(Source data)
'''
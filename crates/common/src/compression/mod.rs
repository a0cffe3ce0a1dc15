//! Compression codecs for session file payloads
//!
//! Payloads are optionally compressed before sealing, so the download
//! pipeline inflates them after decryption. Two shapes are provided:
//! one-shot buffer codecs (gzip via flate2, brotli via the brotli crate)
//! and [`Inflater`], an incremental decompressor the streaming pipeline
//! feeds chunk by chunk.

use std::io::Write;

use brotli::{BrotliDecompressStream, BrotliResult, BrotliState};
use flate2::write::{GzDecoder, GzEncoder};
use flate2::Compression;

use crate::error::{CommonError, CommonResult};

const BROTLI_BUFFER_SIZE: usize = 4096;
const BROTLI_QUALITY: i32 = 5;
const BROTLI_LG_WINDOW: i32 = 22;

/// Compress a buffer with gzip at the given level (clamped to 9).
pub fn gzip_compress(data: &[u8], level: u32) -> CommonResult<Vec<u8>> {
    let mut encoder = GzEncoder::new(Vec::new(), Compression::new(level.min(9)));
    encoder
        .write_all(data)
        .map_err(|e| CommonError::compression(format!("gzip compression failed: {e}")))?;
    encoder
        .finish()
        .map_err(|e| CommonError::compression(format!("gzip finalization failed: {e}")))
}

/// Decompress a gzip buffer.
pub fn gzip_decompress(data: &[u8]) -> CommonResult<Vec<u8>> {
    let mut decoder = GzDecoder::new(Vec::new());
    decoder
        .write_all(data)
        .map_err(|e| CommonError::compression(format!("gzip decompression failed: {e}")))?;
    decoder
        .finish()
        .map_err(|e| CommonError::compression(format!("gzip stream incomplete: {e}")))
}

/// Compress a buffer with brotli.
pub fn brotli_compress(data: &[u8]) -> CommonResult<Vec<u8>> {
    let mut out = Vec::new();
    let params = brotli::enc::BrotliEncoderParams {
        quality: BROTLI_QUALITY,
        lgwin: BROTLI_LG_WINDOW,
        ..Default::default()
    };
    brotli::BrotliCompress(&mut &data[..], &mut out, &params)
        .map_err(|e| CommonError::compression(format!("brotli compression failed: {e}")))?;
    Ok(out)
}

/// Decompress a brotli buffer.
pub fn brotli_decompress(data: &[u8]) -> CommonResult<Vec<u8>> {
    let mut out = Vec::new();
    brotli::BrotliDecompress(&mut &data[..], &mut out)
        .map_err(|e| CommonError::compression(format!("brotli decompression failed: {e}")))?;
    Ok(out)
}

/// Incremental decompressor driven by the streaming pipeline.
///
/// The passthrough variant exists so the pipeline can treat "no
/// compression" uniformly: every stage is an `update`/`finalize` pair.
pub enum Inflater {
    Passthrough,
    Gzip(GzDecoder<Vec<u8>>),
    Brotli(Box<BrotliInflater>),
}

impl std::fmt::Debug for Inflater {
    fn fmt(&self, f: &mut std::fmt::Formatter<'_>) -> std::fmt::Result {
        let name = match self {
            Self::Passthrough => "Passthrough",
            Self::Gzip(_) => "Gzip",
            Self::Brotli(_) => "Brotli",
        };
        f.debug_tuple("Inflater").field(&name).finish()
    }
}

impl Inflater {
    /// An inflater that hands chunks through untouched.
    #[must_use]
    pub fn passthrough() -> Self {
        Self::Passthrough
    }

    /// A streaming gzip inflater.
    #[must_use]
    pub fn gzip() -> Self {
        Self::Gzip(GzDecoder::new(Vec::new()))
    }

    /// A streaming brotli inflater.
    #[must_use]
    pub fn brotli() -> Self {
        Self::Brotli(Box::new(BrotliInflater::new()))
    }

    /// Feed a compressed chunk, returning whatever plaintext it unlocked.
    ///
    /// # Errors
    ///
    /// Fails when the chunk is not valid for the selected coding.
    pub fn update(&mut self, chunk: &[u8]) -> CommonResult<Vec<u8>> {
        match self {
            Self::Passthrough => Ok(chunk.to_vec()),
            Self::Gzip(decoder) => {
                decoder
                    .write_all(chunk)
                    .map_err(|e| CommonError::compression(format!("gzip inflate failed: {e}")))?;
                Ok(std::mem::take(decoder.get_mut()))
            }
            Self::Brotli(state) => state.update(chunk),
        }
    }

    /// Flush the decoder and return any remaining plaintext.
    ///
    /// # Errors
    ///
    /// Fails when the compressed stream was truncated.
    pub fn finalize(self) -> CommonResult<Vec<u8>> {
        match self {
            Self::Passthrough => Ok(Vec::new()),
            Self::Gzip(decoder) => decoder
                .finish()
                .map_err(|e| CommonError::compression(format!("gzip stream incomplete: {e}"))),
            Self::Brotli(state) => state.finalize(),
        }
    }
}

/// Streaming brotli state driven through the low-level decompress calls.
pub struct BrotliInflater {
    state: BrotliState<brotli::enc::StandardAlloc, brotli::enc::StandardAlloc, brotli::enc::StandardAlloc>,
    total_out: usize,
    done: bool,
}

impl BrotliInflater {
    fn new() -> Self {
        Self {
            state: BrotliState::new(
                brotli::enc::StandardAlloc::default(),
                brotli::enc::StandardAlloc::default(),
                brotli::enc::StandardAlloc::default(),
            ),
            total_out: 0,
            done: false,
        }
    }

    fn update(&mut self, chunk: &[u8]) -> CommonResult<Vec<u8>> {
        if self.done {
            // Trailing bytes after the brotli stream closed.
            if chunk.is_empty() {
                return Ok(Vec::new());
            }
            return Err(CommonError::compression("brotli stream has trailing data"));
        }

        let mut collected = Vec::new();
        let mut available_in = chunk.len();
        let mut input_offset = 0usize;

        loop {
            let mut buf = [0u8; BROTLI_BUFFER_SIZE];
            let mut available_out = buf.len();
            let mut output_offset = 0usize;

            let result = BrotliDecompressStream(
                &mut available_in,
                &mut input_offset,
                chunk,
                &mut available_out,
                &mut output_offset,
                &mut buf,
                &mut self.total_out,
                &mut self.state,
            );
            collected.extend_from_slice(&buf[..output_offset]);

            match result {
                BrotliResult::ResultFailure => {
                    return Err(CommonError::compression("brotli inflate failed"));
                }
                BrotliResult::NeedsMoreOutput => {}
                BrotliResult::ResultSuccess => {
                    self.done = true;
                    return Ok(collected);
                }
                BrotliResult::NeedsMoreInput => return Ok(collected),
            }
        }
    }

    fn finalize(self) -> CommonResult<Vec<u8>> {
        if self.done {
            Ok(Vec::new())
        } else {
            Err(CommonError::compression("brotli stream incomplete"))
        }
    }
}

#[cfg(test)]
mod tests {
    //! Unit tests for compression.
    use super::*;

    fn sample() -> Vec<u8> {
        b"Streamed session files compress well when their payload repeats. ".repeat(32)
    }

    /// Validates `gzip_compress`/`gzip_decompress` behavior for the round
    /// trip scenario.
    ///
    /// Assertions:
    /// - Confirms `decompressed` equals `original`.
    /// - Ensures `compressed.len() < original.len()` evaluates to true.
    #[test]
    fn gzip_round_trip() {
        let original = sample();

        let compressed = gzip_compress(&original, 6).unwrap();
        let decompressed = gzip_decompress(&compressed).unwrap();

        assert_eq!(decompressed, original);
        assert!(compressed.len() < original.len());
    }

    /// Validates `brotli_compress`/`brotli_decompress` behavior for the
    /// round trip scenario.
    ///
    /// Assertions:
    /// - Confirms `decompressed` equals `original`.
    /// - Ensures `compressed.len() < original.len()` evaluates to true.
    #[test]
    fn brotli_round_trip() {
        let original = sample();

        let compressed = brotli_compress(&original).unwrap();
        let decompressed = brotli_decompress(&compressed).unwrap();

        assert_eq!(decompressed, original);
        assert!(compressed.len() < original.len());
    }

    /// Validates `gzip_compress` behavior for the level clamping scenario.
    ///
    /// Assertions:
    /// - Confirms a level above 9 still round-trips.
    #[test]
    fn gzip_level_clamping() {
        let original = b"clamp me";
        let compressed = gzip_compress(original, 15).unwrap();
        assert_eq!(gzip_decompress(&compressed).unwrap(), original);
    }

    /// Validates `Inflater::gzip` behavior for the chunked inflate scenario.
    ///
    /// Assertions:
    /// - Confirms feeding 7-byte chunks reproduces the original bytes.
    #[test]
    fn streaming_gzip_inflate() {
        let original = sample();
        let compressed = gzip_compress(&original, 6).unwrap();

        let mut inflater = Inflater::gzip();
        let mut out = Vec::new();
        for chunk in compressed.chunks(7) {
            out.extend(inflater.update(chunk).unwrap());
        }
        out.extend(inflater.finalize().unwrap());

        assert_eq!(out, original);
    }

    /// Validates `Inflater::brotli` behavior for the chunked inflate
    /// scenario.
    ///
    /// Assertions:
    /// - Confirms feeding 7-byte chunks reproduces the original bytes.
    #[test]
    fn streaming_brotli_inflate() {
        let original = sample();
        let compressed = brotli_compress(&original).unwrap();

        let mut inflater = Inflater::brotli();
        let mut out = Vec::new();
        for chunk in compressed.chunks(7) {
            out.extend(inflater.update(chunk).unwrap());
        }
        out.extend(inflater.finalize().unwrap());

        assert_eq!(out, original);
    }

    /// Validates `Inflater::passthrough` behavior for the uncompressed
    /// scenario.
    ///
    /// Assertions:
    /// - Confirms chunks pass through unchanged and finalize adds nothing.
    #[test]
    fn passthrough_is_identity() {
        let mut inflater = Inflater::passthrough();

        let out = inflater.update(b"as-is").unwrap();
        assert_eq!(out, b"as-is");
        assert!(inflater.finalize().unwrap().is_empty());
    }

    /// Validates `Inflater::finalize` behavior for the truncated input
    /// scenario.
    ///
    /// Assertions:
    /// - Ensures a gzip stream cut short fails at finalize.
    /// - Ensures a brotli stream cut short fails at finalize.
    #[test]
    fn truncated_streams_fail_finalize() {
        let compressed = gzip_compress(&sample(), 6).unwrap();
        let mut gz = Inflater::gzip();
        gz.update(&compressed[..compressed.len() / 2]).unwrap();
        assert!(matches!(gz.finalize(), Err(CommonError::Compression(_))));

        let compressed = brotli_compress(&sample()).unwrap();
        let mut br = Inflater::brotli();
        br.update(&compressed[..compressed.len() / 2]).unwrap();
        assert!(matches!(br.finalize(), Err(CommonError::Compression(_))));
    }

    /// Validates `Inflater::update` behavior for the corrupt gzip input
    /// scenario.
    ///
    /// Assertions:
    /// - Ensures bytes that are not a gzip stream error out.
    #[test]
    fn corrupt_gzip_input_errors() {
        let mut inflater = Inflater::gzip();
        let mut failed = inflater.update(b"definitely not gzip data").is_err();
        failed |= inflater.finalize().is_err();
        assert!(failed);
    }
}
'''
'''
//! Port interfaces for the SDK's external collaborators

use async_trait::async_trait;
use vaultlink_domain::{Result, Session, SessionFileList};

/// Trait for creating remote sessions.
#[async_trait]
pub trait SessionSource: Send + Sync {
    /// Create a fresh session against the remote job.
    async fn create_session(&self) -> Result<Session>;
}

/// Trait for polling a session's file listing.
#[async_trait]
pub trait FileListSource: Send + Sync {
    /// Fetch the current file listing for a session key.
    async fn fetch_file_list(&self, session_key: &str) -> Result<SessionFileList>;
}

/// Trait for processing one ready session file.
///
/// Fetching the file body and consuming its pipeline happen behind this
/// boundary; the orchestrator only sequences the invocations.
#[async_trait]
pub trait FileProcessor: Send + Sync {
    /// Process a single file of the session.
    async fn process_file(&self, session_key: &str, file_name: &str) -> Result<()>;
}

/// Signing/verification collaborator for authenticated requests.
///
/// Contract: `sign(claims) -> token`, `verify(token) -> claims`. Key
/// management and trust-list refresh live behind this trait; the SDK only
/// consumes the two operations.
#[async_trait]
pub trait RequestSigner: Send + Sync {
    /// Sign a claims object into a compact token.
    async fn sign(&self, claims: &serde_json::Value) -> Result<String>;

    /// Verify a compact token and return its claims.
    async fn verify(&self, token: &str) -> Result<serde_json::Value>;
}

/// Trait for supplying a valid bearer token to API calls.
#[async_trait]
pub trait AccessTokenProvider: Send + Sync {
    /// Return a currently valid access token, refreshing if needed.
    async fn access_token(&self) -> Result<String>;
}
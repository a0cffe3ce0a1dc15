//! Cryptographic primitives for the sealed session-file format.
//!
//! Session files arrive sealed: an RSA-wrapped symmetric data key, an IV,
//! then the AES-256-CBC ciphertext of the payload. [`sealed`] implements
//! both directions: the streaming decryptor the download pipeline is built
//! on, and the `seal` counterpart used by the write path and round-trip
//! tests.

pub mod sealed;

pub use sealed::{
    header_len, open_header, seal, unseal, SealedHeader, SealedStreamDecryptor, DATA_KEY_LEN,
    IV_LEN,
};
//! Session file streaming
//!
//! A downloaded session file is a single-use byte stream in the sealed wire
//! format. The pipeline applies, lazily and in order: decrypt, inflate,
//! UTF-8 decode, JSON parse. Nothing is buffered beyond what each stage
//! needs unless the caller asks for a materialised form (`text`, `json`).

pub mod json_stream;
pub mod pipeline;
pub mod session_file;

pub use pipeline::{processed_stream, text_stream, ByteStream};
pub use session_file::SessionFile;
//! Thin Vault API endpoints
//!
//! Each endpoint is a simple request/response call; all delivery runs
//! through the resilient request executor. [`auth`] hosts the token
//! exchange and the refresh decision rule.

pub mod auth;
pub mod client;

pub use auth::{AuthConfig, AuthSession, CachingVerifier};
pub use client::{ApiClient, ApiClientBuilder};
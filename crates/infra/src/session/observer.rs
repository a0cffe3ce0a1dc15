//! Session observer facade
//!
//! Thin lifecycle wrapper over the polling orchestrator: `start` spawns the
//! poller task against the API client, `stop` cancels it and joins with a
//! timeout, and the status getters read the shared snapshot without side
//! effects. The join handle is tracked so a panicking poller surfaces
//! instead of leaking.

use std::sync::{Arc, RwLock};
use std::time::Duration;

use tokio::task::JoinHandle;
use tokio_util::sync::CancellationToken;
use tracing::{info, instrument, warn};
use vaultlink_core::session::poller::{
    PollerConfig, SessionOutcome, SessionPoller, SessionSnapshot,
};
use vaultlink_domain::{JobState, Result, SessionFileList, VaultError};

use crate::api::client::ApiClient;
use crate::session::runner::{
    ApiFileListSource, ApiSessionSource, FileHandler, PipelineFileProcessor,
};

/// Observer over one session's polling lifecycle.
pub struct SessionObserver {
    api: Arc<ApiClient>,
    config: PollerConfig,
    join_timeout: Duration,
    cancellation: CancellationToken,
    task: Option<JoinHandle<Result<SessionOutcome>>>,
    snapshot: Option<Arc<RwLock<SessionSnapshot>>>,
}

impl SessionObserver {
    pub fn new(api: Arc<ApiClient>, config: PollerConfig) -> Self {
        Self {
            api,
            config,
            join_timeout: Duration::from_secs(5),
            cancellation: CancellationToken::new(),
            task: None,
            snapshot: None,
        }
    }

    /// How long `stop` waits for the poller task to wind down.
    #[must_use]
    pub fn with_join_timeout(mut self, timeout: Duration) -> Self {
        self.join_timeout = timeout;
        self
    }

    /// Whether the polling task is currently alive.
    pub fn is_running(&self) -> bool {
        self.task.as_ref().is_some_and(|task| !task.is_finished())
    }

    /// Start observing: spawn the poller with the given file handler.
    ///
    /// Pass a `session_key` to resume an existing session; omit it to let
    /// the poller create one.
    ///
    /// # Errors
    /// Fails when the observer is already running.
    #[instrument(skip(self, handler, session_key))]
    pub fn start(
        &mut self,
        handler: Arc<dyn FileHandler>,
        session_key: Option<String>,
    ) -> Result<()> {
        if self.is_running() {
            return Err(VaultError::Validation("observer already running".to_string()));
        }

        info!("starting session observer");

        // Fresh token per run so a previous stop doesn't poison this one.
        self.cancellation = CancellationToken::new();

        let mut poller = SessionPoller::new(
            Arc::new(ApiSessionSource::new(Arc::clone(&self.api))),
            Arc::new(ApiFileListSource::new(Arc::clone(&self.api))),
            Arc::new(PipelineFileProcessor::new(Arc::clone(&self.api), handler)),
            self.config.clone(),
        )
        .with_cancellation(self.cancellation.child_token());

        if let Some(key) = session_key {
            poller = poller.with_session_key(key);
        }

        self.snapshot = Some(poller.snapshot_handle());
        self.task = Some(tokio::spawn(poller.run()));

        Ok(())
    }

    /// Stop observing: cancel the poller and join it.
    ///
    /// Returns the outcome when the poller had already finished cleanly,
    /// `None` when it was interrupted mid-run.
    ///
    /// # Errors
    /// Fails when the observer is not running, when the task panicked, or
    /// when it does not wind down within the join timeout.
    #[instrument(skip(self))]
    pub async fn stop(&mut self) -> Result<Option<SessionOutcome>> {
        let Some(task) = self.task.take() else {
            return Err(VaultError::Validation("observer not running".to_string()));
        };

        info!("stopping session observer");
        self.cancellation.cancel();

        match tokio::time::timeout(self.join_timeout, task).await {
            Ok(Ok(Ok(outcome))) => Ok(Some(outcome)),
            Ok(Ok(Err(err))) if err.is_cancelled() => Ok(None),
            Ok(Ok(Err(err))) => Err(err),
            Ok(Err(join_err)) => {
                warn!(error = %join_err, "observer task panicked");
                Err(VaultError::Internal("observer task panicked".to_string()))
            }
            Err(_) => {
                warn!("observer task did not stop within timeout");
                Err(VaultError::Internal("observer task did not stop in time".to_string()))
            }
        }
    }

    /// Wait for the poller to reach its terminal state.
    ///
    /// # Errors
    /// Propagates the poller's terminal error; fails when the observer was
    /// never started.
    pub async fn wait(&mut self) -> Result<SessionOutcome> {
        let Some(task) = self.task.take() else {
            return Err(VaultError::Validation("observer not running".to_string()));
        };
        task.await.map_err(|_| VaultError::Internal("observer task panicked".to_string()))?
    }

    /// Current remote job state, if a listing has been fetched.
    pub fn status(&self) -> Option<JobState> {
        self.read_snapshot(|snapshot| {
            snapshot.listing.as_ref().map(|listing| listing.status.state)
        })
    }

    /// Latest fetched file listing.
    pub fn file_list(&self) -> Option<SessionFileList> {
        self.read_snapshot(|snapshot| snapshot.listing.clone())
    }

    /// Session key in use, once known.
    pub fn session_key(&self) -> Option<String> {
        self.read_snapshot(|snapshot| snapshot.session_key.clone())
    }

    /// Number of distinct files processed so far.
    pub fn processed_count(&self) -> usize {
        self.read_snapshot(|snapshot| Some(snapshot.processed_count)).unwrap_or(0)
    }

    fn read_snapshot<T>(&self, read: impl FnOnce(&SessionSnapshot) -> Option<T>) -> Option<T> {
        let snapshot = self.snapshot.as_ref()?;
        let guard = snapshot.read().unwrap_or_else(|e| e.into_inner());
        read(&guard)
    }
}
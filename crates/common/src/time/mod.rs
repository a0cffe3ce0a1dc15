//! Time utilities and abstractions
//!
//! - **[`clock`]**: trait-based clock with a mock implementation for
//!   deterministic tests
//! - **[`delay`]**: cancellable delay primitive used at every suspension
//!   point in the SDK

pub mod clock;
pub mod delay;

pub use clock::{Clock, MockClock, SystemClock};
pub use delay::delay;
'''
'''
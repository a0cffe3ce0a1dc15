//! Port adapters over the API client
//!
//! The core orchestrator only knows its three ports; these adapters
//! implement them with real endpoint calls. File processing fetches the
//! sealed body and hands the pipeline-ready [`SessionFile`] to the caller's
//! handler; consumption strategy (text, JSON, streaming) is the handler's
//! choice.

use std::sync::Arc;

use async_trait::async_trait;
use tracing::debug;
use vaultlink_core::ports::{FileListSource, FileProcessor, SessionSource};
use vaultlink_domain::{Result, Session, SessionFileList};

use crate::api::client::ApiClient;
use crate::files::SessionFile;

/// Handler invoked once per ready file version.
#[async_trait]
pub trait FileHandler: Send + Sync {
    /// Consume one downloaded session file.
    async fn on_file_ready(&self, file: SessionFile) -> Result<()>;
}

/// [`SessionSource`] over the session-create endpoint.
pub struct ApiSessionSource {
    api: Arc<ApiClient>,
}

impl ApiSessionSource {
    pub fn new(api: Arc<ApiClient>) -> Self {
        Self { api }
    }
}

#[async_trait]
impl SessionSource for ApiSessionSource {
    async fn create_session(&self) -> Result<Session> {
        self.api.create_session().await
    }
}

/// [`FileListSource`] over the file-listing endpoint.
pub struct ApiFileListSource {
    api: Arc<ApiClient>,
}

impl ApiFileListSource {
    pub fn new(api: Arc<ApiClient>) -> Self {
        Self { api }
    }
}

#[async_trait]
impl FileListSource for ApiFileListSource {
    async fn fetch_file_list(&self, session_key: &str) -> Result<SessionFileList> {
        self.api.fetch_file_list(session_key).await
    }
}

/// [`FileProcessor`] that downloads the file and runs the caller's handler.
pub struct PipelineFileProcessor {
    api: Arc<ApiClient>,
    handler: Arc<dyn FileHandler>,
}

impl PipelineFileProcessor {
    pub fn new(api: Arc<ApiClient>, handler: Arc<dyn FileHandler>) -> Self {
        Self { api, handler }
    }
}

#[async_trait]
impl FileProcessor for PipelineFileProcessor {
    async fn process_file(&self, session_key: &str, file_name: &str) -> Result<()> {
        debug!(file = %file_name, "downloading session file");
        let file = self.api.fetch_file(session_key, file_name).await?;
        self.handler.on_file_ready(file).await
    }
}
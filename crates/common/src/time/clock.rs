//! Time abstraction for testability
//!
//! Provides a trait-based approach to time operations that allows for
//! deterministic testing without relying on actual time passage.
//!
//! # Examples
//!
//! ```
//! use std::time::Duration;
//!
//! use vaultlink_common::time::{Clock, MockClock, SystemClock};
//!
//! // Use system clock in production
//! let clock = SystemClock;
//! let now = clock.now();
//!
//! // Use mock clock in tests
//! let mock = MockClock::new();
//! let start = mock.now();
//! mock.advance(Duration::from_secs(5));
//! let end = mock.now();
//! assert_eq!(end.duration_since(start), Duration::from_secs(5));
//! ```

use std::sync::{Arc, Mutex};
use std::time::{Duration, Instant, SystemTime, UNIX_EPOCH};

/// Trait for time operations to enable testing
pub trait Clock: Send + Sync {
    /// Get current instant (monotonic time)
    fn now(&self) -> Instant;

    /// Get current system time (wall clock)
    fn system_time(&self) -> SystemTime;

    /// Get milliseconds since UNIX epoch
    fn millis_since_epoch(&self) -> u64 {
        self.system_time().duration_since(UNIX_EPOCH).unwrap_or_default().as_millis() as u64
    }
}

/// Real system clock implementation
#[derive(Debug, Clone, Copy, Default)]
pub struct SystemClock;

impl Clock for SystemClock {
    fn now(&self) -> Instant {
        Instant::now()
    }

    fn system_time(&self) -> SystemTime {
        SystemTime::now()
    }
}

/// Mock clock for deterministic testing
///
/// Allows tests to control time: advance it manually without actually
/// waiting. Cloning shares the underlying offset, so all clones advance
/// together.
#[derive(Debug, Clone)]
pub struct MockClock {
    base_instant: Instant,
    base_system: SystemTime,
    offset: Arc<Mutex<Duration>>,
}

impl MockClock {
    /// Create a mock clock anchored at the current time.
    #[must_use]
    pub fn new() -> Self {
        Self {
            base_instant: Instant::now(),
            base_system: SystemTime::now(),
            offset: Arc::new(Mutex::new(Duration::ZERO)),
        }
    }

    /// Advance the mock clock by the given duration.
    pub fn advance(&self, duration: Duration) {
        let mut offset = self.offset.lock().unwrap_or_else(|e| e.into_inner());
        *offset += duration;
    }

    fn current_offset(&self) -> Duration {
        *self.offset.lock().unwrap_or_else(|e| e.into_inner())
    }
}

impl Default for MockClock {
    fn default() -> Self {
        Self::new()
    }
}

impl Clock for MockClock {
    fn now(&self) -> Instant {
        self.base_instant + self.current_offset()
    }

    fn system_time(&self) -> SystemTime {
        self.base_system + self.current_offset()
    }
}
'''
TASK TO CARRY OUT – Which lines in the records contain the word "compact"? Copy each one.

RESPONSE FOR THIS EXERCISE –
    /// Sign a claims object into a compact token.
    /// Verify a compact token and return its claims.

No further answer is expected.